- _Extracted records_

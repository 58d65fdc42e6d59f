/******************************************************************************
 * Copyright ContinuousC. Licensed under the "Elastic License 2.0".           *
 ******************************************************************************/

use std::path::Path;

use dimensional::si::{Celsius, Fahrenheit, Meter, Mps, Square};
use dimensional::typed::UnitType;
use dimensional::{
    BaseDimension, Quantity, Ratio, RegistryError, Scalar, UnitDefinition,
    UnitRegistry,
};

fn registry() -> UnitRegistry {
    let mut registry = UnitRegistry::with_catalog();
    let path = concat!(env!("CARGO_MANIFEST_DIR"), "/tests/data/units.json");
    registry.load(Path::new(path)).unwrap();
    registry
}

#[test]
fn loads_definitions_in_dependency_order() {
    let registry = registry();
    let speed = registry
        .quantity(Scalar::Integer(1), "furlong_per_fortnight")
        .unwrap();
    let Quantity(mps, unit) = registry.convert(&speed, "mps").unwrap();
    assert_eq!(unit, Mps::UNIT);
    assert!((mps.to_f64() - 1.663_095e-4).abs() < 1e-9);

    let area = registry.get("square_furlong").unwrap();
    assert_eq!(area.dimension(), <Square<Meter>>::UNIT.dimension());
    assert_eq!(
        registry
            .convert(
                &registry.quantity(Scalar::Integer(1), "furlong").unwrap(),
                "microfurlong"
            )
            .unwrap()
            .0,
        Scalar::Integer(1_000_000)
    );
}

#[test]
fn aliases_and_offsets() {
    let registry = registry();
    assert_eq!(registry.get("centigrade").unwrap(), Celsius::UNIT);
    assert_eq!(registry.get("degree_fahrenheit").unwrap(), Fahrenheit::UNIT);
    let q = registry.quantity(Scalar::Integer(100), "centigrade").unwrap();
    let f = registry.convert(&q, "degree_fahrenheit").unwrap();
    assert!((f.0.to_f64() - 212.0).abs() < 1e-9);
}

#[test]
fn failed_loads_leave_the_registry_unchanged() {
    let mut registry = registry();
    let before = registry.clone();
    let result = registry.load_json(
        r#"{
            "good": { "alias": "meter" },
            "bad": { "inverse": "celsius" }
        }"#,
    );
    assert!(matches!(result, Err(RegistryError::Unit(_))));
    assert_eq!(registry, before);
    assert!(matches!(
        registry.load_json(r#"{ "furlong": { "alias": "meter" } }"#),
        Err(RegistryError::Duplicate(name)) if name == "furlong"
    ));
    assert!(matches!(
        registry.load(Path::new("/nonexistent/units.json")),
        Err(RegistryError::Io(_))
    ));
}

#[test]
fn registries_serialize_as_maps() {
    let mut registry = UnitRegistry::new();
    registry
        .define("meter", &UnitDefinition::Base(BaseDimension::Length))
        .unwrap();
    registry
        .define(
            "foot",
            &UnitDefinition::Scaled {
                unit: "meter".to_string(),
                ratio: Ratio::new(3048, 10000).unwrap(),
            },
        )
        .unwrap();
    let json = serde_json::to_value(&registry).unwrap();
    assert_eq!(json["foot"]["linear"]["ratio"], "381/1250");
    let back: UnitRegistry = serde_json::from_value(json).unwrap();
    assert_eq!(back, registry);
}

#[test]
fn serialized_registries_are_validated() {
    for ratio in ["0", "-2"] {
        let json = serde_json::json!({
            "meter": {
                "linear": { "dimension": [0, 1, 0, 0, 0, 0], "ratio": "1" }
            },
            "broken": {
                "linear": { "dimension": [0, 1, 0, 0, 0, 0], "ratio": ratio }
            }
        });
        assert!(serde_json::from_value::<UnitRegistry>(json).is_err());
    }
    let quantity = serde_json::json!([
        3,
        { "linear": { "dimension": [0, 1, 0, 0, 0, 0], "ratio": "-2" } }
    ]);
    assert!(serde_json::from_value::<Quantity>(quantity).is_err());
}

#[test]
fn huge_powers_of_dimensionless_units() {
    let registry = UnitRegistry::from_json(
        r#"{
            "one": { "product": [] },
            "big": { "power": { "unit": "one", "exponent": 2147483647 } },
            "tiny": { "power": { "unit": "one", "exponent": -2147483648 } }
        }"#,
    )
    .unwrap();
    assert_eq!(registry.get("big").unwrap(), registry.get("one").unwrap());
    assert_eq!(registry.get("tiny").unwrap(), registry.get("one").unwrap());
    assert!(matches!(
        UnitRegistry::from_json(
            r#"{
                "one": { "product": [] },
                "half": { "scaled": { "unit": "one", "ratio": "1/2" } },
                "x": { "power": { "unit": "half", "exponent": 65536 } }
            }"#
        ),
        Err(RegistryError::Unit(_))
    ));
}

- _What to work on_
Your answer should consist of the lines of the listing that contain "convert", copied as they stand.

- _Answer to the exercise_
    let Quantity(mps, unit) = registry.convert(&speed, "mps").unwrap();
            .convert(
    let f = registry.convert(&q, "degree_fahrenheit").unwrap();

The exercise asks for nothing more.